Anil Kumar Jha et son épouse Bindu, originaires du Bihar, l’un des Etats les plus pauvres de l’Inde, sont des quinquagénaires de la middle-class, habitant à Mayur Palli, un quartier de l’est de Delhi. Lui est ingénieur, elle travailleuse sociale. Ils ont un fils de 23 ans, Rupak, qui ne sait pas trop ce qu’il veut faire de sa vie, si ce n’est qu’il s’intéresse au cinéma. Les Jha sont heureux, bien intégrés dans leur milieu, leur cité, leur immeuble.
Oui mais voilà. Anil est l’inventeur d’un site Internet, www.simplycall.com, une espèce d’annuaire téléphonique des habitants et commerçants de Delhi, qu’il a revendu à une entreprise américaine, 20 millions de dollars. Un pactole pour lui, une bricole pour eux, qui auraient été prêts à payer dix fois plus. Du coup, alors que son épouse s’inquiète et garde la tête froide, le brave homme est pris de la folie des nouveaux riches : il envoie leur fils faire un MBA aux Etats-Unis, dans la modeste université d’Ithaca, près de New York, mais le garçon, déboussolé, est un mauvais élève, qui se fera renvoyer pour consommation de marijuana. Entre-temps, il est tombé amoureux d’Elizabeth, une Américaine blanche de Floride, et ne sait comment l’annoncer à ses parents. L’Indienne Serena, nièce des Gupta, des relations des Jha, ferait sans doute mieux l’affaire. Tout se dénouera à Delhi, après qu’Anil et Bindu seront venus découvrir New York, visiter le campus d’Ithaca, mais n’auront rien deviné des secrets de Rupak.

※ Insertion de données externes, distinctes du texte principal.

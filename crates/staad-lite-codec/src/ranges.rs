// This Source Code Form is subject to the terms of the Mozilla Public
// License, v. 2.0. If a copy of the MPL was not distributed with this
// file, You can obtain one at https://mozilla.org/MPL/2.0/.

//! Compact id-range syntax: `a TO b` expansion and run compression
//!
//! Id lists appear in almost every section. On decode a token list may carry
//! the literal `TO` between two ids; on encode sorted ids collapse back into
//! `first TO last` runs. Clause assembly also lives here because the position
//! of the feature text (before or after the id list) depends on the feature
//! kind.

use crate::wrap::wrap_clause;
use rustc_hash::FxHashMap;

/// Where a clause's feature text sits relative to its id list
#[derive(Clone, Copy, PartialEq, Eq, Debug)]
pub enum FeaturePosition {
    /// `BETA 90 MEMB 1 TO 5` — feature first
    Leading,
    /// `1 TO 5 PINNED` — ids first
    Trailing,
}

/// Expand a token list, filling `a TO b` with every id in `(a, b)`.
///
/// The surrounding tokens already contribute the endpoints. Empty tokens are
/// ignored; any other unparsable token yields `None`.
pub fn expand_ids<'a>(tokens: impl IntoIterator<Item = &'a str>) -> Option<Vec<u32>> {
    let toks: Vec<&str> = tokens.into_iter().filter(|t| !t.is_empty()).collect();
    let mut out = Vec::new();
    for (i, tok) in toks.iter().enumerate() {
        if *tok == "TO" {
            let a: u32 = toks.get(i.wrapping_sub(1))?.parse().ok()?;
            let b: u32 = toks.get(i + 1)?.parse().ok()?;
            for id in a + 1..b {
                out.push(id);
            }
        } else {
            out.push(tok.parse().ok()?);
        }
    }
    Some(out)
}

/// Compress a set of ids into the compact range syntax.
///
/// Ids are sorted ascending and deduplicated; runs of two or more
/// consecutive ids encode as `first TO last`, single ids stay bare.
pub fn compress_ids(ids: &[u32]) -> String {
    let mut sorted = ids.to_vec();
    sorted.sort_unstable();
    sorted.dedup();

    let mut parts: Vec<String> = Vec::new();
    let mut i = 0;
    while i < sorted.len() {
        let mut j = i;
        while j + 1 < sorted.len() && sorted[j + 1] == sorted[j] + 1 {
            j += 1;
        }
        if j > i {
            parts.push(format!("{} TO {}", sorted[i], sorted[j]));
        } else {
            parts.push(sorted[i].to_string());
        }
        i = j + 1;
    }
    parts.join(" ")
}

/// Group (feature, id) pairs by feature text, compress each id set and
/// render wrapped clause lines.
///
/// First-seen feature order is preserved. Spring clauses always put their
/// feature text first, whatever position the caller asked for.
pub fn emit_grouped_clauses(
    entries: impl IntoIterator<Item = (String, u32)>,
    position: FeaturePosition,
    limit: usize,
) -> Vec<String> {
    let mut order: Vec<String> = Vec::new();
    let mut groups: FxHashMap<String, Vec<u32>> = FxHashMap::default();
    for (feature, id) in entries {
        groups
            .entry(feature.clone())
            .or_insert_with(|| {
                order.push(feature);
                Vec::new()
            })
            .push(id);
    }

    let mut lines = Vec::new();
    for feature in &order {
        let ids = compress_ids(&groups[feature]);
        let position = if feature.contains("SPRINGS") {
            FeaturePosition::Leading
        } else {
            position
        };
        lines.extend(wrap_clause(feature, &ids, position, limit));
    }
    lines
}

#[cfg(test)]
mod tests {
    use super::*;
    use crate::wrap::COLUMN_LIMIT;

    #[test]
    fn compresses_runs() {
        assert_eq!(
            compress_ids(&[1, 2, 3, 4, 5, 7, 9, 10, 11]),
            "1 TO 5 7 9 TO 11"
        );
        assert_eq!(compress_ids(&[4, 2]), "2 4");
        assert_eq!(compress_ids(&[8, 7]), "7 TO 8");
    }

    #[test]
    fn expansion_inverts_compression() {
        let expanded = expand_ids("1 TO 5 7 9 TO 11".split_whitespace()).unwrap();
        assert_eq!(expanded, vec![1, 2, 3, 4, 5, 7, 9, 10, 11]);
    }

    #[test]
    fn expansion_rejects_junk() {
        assert_eq!(expand_ids(["1", "x"]), None);
        assert_eq!(expand_ids(["TO", "3"]), None);
    }

    #[test]
    fn clauses_group_by_feature() {
        let entries = vec![
            ("PINNED".to_string(), 1),
            ("FIXED".to_string(), 4),
            ("PINNED".to_string(), 2),
            ("PINNED".to_string(), 3),
        ];
        let lines = emit_grouped_clauses(entries, FeaturePosition::Trailing, COLUMN_LIMIT);
        assert_eq!(lines, vec!["1 TO 3 PINNED", "4 FIXED"]);
    }

    #[test]
    fn spring_clauses_flip_to_leading() {
        let entries = vec![("SPRINGS 1 0.5 2 0.8".to_string(), 4)];
        let lines = emit_grouped_clauses(entries, FeaturePosition::Trailing, COLUMN_LIMIT);
        assert_eq!(lines, vec!["SPRINGS 1 0.5 2 0.8 4"]);
    }

    #[test]
    fn leading_feature_comes_first() {
        let entries = vec![
            ("BETA 90 MEMB".to_string(), 7),
            ("BETA 90 MEMB".to_string(), 8),
        ];
        let lines = emit_grouped_clauses(entries, FeaturePosition::Leading, COLUMN_LIMIT);
        assert_eq!(lines, vec!["BETA 90 MEMB 7 TO 8"]);
    }
}
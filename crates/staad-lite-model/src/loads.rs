// This Source Code Form is subject to the terms of the Mozilla Public
// License, v. 2.0. If a copy of the MPL was not distributed with this
// file, You can obtain one at https://mozilla.org/MPL/2.0/.

//! Load cases, load items, combinations and envelopes
//!
//! Each load kind is a tagged variant so consumption sites can match
//! exhaustively instead of probing key/value maps.

use crate::{Axis, CombinationId, EnvelopeId, JointId, LoadCaseId, LoadDirection, ShapeId};
use serde::{Deserialize, Serialize};
use std::collections::BTreeMap;

/// Shapes a self-weight item applies to
#[derive(Clone, PartialEq, Debug, Serialize, Deserialize)]
pub enum SelfWeightTarget {
    All,
    /// `LIST <ids>` subset
    Shapes(Vec<ShapeId>),
}

/// Force/moment components of a joint load or support displacement,
/// in canonical units
#[derive(Clone, Copy, PartialEq, Debug, Serialize, Deserialize, Default)]
pub struct ForceComponents {
    pub fx: Option<f64>,
    pub fy: Option<f64>,
    pub fz: Option<f64>,
    pub mx: Option<f64>,
    pub my: Option<f64>,
    pub mz: Option<f64>,
}

impl ForceComponents {
    pub fn is_empty(&self) -> bool {
        self.fx.is_none()
            && self.fy.is_none()
            && self.fz.is_none()
            && self.mx.is_none()
            && self.my.is_none()
            && self.mz.is_none()
    }
}

/// Member load sub-variants (`MEMBER LOAD` section)
///
/// Magnitudes are canonical; the `d*` values are positions along the member
/// in file length units.
#[derive(Clone, PartialEq, Debug, Serialize, Deserialize)]
pub enum MemberLoadKind {
    /// `UNI` uniform force
    Uniform {
        force: f64,
        d1: Option<f64>,
        d2: Option<f64>,
        d3: Option<f64>,
    },
    /// `UMOM` uniform moment
    UniformMoment {
        moment: f64,
        d1: Option<f64>,
        d2: Option<f64>,
        d3: Option<f64>,
    },
    /// `CON` concentrated force
    Concentrated {
        force: f64,
        d1: Option<f64>,
        d2: Option<f64>,
        d3: Option<f64>,
    },
    /// `LIN` linearly varying load over the full span
    Linear { w1: f64, w2: f64 },
    /// `TRAP` trapezoidal load between two positions
    Trapezoidal { w1: f64, w2: f64, d1: f64, d2: f64 },
}

impl MemberLoadKind {
    /// Keyword selecting this sub-variant in the record line
    pub fn keyword(&self) -> &'static str {
        match self {
            MemberLoadKind::Uniform { .. } => "UNI",
            MemberLoadKind::UniformMoment { .. } => "UMOM",
            MemberLoadKind::Concentrated { .. } => "CON",
            MemberLoadKind::Linear { .. } => "LIN",
            MemberLoadKind::Trapezoidal { .. } => "TRAP",
        }
    }
}

/// Element load sub-variants (`ELEMENT LOAD` section)
#[derive(Clone, PartialEq, Debug, Serialize, Deserialize)]
pub enum ElementLoadKind {
    /// `PR <p>` pressure over the full element
    Pressure { force: f64 },
    /// `PR <p> <x> <y>` concentrated pressure at local coordinates
    Concentrated { force: f64, x: f64, y: f64 },
}

/// One load item inside a primary load case
#[derive(Clone, PartialEq, Debug, Serialize, Deserialize)]
pub enum LoadItem {
    SelfWeight {
        direction: Axis,
        factor: f64,
        target: SelfWeightTarget,
    },
    JointLoad {
        components: ForceComponents,
        joints: Vec<JointId>,
    },
    /// Prescribed support displacement; translations in file length units,
    /// rotations converted to radians at decode time
    SupportDisplacement {
        components: ForceComponents,
        joints: Vec<JointId>,
    },
    MemberLoad {
        kind: MemberLoadKind,
        direction: LoadDirection,
        members: Vec<ShapeId>,
    },
    ElementLoad {
        kind: ElementLoadKind,
        direction: LoadDirection,
        elements: Vec<ShapeId>,
    },
    /// `REPEAT LOAD` factors over previously defined cases
    Repeat { factors: BTreeMap<LoadCaseId, f64> },
}

/// Primary load case
#[derive(Clone, PartialEq, Debug, Serialize, Deserialize)]
pub struct LoadCase {
    pub name: String,
    /// `LOADTYPE` token; defaults to `Live` when the file omits it
    pub category: String,
    /// Items in file order
    pub items: Vec<LoadItem>,
}

impl LoadCase {
    pub fn new(name: impl Into<String>) -> Self {
        Self {
            name: name.into(),
            category: "Live".to_string(),
            items: Vec::new(),
        }
    }

    /// True when the case holds nothing but repeat-load factors
    pub fn is_repeat_only(&self) -> bool {
        self.items.len() == 1 && matches!(self.items[0], LoadItem::Repeat { .. })
    }
}

/// Weighted combination of load cases
#[derive(Clone, PartialEq, Debug, Serialize, Deserialize)]
pub struct LoadCombination {
    pub name: String,
    pub factors: BTreeMap<LoadCaseId, f64>,
    /// Envelope this combination belongs to, when any
    pub category: Option<EnvelopeId>,
    /// Sequential (repeat-load) combination rather than a weighted sum
    pub non_linear: bool,
}

/// Named grouping of combinations for worst-case reporting
#[derive(Clone, PartialEq, Debug, Serialize, Deserialize, Default)]
pub struct Envelope {
    /// Optional `TYPE` tag
    pub kind: Option<String>,
    pub combinations: Vec<CombinationId>,
}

Leur grande affaire, c’est leur déménagement pour Gurgaon, quartier hyper chic en périphérie de Delhi, ghetto sécurisé pour riches, où ils ont acheté une grande villa, avec deux jardins. Il faut tout organiser, quitter leurs vieux voisins et amis, s’en faire d’autres, comme les Chopra et leur fils Johnny, un bon à rien qui se prétend poète, des gens assez prétentieux au début, mais avec qui les rapports deviendront amicaux. Dans ce profond chambardement, la seule que les Jha revoient, c’est Reema Ray, une veuve sympa qui retrouve le grand amour avec Upen Chopra (le frère du voisin, divorcé), qui l’épouse et l’emmène vivre à Chandigarh. Finalement, Gurgaon aura porté bonheur à tout le monde.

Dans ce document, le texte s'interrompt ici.